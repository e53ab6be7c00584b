//! Telemetry error types.

use thiserror::Error;

#[derive(Debug, Error)]
pub enum TelemetryError {
    #[error("Logging initialization failed: {0}")]
    LoggingInit(String),

    #[error("Metrics error: {0}")]
    Metrics(String),

    #[error("HTTP client error: {0}")]
    HttpClient(String),

    #[error("IO error: {0}")]
    Io(#[from] std::io::Error),
}

pub type TelemetryResult<T> = Result<T, TelemetryError>;
//! Observability for the StandX market maker.
//!
//! - Structured logging with tracing (JSON in production)
//! - Prometheus metrics for quoting, cancels and risk actions
//! - Fire-and-forget alert notifications
//! - CSV journal of profit-taking reductions

pub mod error;
pub mod journal;
pub mod logging;
pub mod metrics;
pub mod notify;

pub use error::{TelemetryError, TelemetryResult};
pub use journal::ReduceJournal;
pub use logging::init_logging;
pub use metrics::Metrics;
pub use notify::{
    DynNotifier, NoopNotifier, Notification, Notifier, NotifyConfig, Priority, RecordingNotifier,
    WebhookNotifier,
};
//! StandX single-instrument market maker.
//!
//! Wires the pieces together:
//! - REST gateway and webhook notifier from config
//! - WebSocket price feed into the maker's channel
//! - Maker loop until Ctrl-C

pub mod app;
pub mod config;
pub mod error;

pub use app::Application;
pub use config::{AppConfig, TelemetryConfig, WalletConfig};
pub use error::{AppError, AppResult};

····················

• Problem requirements: Wherever a line in the entries holds "TelemetryResult", copy that line.

• Task result:
pub type TelemetryResult<T> = Result<T, TelemetryError>;
pub use error::{TelemetryError, TelemetryResult};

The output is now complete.